## Aim of the task
Each of the records below must be reproduced exactly.

**** Data

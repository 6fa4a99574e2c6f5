use bitbeat_scaffolder::engine::dependencies::required_packages;
use bitbeat_scaffolder::registry::{PackageSpec, RegistryResolver, VersionSource};
use bitbeat_scaffolder::scaffold::generate_project;
use bitbeat_scaffolder::{FeatureFlags, ProjectMetadata, ScaffoldError};
use httpmock::prelude::*;
use serde_json::json;
use tempfile::tempdir;

fn resolver(server: &MockServer) -> RegistryResolver {
    let base = RegistryResolver::parse_base(&server.base_url()).unwrap();
    RegistryResolver::new(base, "bitbeat-test")
}

#[tokio::test]
async fn resolves_latest_from_dist_tags() {
    let server = MockServer::start_async().await;
    let mock = server
        .mock_async(|when, then| {
            when.method(GET).path("/-/package/left-pad/dist-tags");
            then.status(200)
                .header("content-type", "application/json")
                .json_body(json!({ "latest": "1.3.0", "next": "2.0.0-rc.1" }));
        })
        .await;

    let version = resolver(&server)
        .resolve_version("left-pad", "latest")
        .await
        .unwrap();

    assert_eq!(version, "1.3.0");
    mock.assert_async().await;
}

#[tokio::test]
async fn configured_dist_tag_becomes_caret_constraint() {
    let server = MockServer::start_async().await;
    server
        .mock_async(|when, then| {
            when.method(GET).path("/-/package/left-pad/dist-tags");
            then.status(200)
                .json_body(json!({ "latest": "1.3.0", "next": "2.0.0-rc.1" }));
        })
        .await;

    let source = resolver(&server).with_dist_tag("next");
    let constraint = source
        .resolve(&PackageSpec::new("left-pad", "^1.0.0"))
        .await
        .unwrap();

    assert_eq!(constraint, "^2.0.0-rc.1");
}

#[tokio::test]
async fn missing_package_is_not_found() {
    let server = MockServer::start_async().await;
    server
        .mock_async(|when, then| {
            when.method(GET).path("/-/package/nope/dist-tags");
            then.status(404).body("Not Found");
        })
        .await;

    let err = resolver(&server)
        .resolve_version("nope", "latest")
        .await
        .unwrap_err();

    assert!(matches!(err, ScaffoldError::PackageNotFound { ref package, .. } if package == "nope"));
}

#[tokio::test]
async fn missing_tag_is_not_found() {
    let server = MockServer::start_async().await;
    server
        .mock_async(|when, then| {
            when.method(GET).path("/-/package/left-pad/dist-tags");
            then.status(200).json_body(json!({ "latest": "1.3.0" }));
        })
        .await;

    let err = resolver(&server)
        .resolve_version("left-pad", "beta")
        .await
        .unwrap_err();

    assert!(matches!(err, ScaffoldError::PackageNotFound { ref tag, .. } if tag == "beta"));
}

#[tokio::test]
async fn server_error_is_unavailable() {
    let server = MockServer::start_async().await;
    server
        .mock_async(|when, then| {
            when.method(GET);
            then.status(503);
        })
        .await;

    let err = resolver(&server)
        .resolve_version("left-pad", "latest")
        .await
        .unwrap_err();

    assert!(matches!(err, ScaffoldError::RegistryUnavailable { .. }));
}

#[tokio::test]
async fn unreachable_registry_is_unavailable() {
    // grab a free port, then close it again
    let port = {
        let listener = std::net::TcpListener::bind("127.0.0.1:0").unwrap();
        listener.local_addr().unwrap().port()
    };
    let base = RegistryResolver::parse_base(&format!("http://127.0.0.1:{}", port)).unwrap();

    let err = RegistryResolver::new(base, "bitbeat-test")
        .resolve_version("left-pad", "latest")
        .await
        .unwrap_err();

    assert!(matches!(err, ScaffoldError::RegistryUnavailable { .. }));
}

#[tokio::test]
async fn not_found_aborts_run_without_manifest() {
    let server = MockServer::start_async().await;
    server
        .mock_async(|when, then| {
            when.method(GET);
            then.status(404);
        })
        .await;
    let dir = tempdir().unwrap();
    let flags = FeatureFlags {
        web_server: true,
        ..Default::default()
    };

    let err = generate_project(
        &ProjectMetadata::new("demo"),
        &flags,
        &resolver(&server),
        dir.path(),
    )
    .await
    .unwrap_err();

    match err {
        ScaffoldError::DependencyResolutionFailed { package, source } => {
            let required: Vec<&str> = required_packages(&flags)
                .iter()
                .map(|(_, spec)| spec.name)
                .collect();
            assert!(required.contains(&package.as_str()));
            assert!(matches!(*source, ScaffoldError::PackageNotFound { .. }));
        }
        other => panic!("unexpected error: {other}"),
    }
    assert!(!dir.path().join("package.json").exists());
    assert!(!dir.path().join("boot.js").exists());
}

#[tokio::test]
async fn live_versions_flow_into_manifest() {
    let server = MockServer::start_async().await;
    let mock = server
        .mock_async(|when, then| {
            when.method(GET);
            then.status(200).json_body(json!({ "latest": "2.1.0" }));
        })
        .await;
    let dir = tempdir().unwrap();
    let flags = FeatureFlags {
        web_server: true,
        websocket_server: true,
        ..Default::default()
    };

    let (plan, report) = generate_project(
        &ProjectMetadata::new("demo"),
        &flags,
        &resolver(&server),
        dir.path(),
    )
    .await
    .unwrap();

    // core, eslint, lint-staged, prettier, web, websocket
    mock.assert_hits_async(6).await;
    assert_eq!(plan.manifest.dependencies.get("@bitbeat/web"), Some("^2.1.0"));
    assert!(report.written.contains(&"boot.js".to_string()));

    let manifest: serde_json::Value =
        serde_json::from_str(&std::fs::read_to_string(dir.path().join("package.json")).unwrap())
            .unwrap();
    assert_eq!(manifest["dependencies"]["@bitbeat/websocket"], json!("^2.1.0"));
    assert_eq!(manifest["devDependencies"]["prettier"], json!("^2.1.0"));
}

********

## Finished task
repository 6fa4a99574e2c6f5
use bitbeat_scaffolder::engine::dependencies::required_packages;
use bitbeat_scaffolder::registry::{PackageSpec, RegistryResolver, VersionSource};
use bitbeat_scaffolder::scaffold::generate_project;
use bitbeat_scaffolder::{FeatureFlags, ProjectMetadata, ScaffoldError};
use httpmock::prelude::*;
use serde_json::json;
use tempfile::tempdir;

fn resolver(server: &MockServer) -> RegistryResolver {
    let base = RegistryResolver::parse_base(&server.base_url()).unwrap();
    RegistryResolver::new(base, "bitbeat-test")
}

#[tokio::test]
async fn resolves_latest_from_dist_tags() {
    let server = MockServer::start_async().await;
    let mock = server
        .mock_async(|when, then| {
            when.method(GET).path("/-/package/left-pad/dist-tags");
            then.status(200)
                .header("content-type", "application/json")
                .json_body(json!({ "latest": "1.3.0", "next": "2.0.0-rc.1" }));
        })
        .await;

    let version = resolver(&server)
        .resolve_version("left-pad", "latest")
        .await
        .unwrap();

    assert_eq!(version, "1.3.0");
    mock.assert_async().await;
}

#[tokio::test]
async fn configured_dist_tag_becomes_caret_constraint() {
    let server = MockServer::start_async().await;
    server
        .mock_async(|when, then| {
            when.method(GET).path("/-/package/left-pad/dist-tags");
            then.status(200)
                .json_body(json!({ "latest": "1.3.0", "next": "2.0.0-rc.1" }));
        })
        .await;

    let source = resolver(&server).with_dist_tag("next");
    let constraint = source
        .resolve(&PackageSpec::new("left-pad", "^1.0.0"))
        .await
        .unwrap();

    assert_eq!(constraint, "^2.0.0-rc.1");
}

#[tokio::test]
async fn missing_package_is_not_found() {
    let server = MockServer::start_async().await;
    server
        .mock_async(|when, then| {
            when.method(GET).path("/-/package/nope/dist-tags");
            then.status(404).body("Not Found");
        })
        .await;

    let err = resolver(&server)
        .resolve_version("nope", "latest")
        .await
        .unwrap_err();

    assert!(matches!(err, ScaffoldError::PackageNotFound { ref package, .. } if package == "nope"));
}

#[tokio::test]
async fn missing_tag_is_not_found() {
    let server = MockServer::start_async().await;
    server
        .mock_async(|when, then| {
            when.method(GET).path("/-/package/left-pad/dist-tags");
            then.status(200).json_body(json!({ "latest": "1.3.0" }));
        })
        .await;

    let err = resolver(&server)
        .resolve_version("left-pad", "beta")
        .await
        .unwrap_err();

    assert!(matches!(err, ScaffoldError::PackageNotFound { ref tag, .. } if tag == "beta"));
}

#[tokio::test]
async fn server_error_is_unavailable() {
    let server = MockServer::start_async().await;
    server
        .mock_async(|when, then| {
            when.method(GET);
            then.status(503);
        })
        .await;

    let err = resolver(&server)
        .resolve_version("left-pad", "latest")
        .await
        .unwrap_err();

    assert!(matches!(err, ScaffoldError::RegistryUnavailable { .. }));
}

#[tokio::test]
async fn unreachable_registry_is_unavailable() {
    // grab a free port, then close it again
    let port = {
        let listener = std::net::TcpListener::bind("127.0.0.1:0").unwrap();
        listener.local_addr().unwrap().port()
    };
    let base = RegistryResolver::parse_base(&format!("http://127.0.0.1:{}", port)).unwrap();

    let err = RegistryResolver::new(base, "bitbeat-test")
        .resolve_version("left-pad", "latest")
        .await
        .unwrap_err();

    assert!(matches!(err, ScaffoldError::RegistryUnavailable { .. }));
}

#[tokio::test]
async fn not_found_aborts_run_without_manifest() {
    let server = MockServer::start_async().await;
    server
        .mock_async(|when, then| {
            when.method(GET);
            then.status(404);
        })
        .await;
    let dir = tempdir().unwrap();
    let flags = FeatureFlags {
        web_server: true,
        ..Default::default()
    };

    let err = generate_project(
        &ProjectMetadata::new("demo"),
        &flags,
        &resolver(&server),
        dir.path(),
    )
    .await
    .unwrap_err();

    match err {
        ScaffoldError::DependencyResolutionFailed { package, source } => {
            let required: Vec<&str> = required_packages(&flags)
                .iter()
                .map(|(_, spec)| spec.name)
                .collect();
            assert!(required.contains(&package.as_str()));
            assert!(matches!(*source, ScaffoldError::PackageNotFound { .. }));
        }
        other => panic!("unexpected error: {other}"),
    }
    assert!(!dir.path().join("package.json").exists());
    assert!(!dir.path().join("boot.js").exists());
}

#[tokio::test]
async fn live_versions_flow_into_manifest() {
    let server = MockServer::start_async().await;
    let mock = server
        .mock_async(|when, then| {
            when.method(GET);
            then.status(200).json_body(json!({ "latest": "2.1.0" }));
        })
        .await;
    let dir = tempdir().unwrap();
    let flags = FeatureFlags {
        web_server: true,
        websocket_server: true,
        ..Default::default()
    };

    let (plan, report) = generate_project(
        &ProjectMetadata::new("demo"),
        &flags,
        &resolver(&server),
        dir.path(),
    )
    .await
    .unwrap();

    // core, eslint, lint-staged, prettier, web, websocket
    mock.assert_hits_async(6).await;
    assert_eq!(plan.manifest.dependencies.get("@bitbeat/web"), Some("^2.1.0"));
    assert!(report.written.contains(&"boot.js".to_string()));

    let manifest: serde_json::Value =
        serde_json::from_str(&std::fs::read_to_string(dir.path().join("package.json")).unwrap())
            .unwrap();
    assert_eq!(manifest["dependencies"]["@bitbeat/websocket"], json!("^2.1.0"));
    assert_eq!(manifest["devDependencies"]["prettier"], json!("^2.1.0"));
}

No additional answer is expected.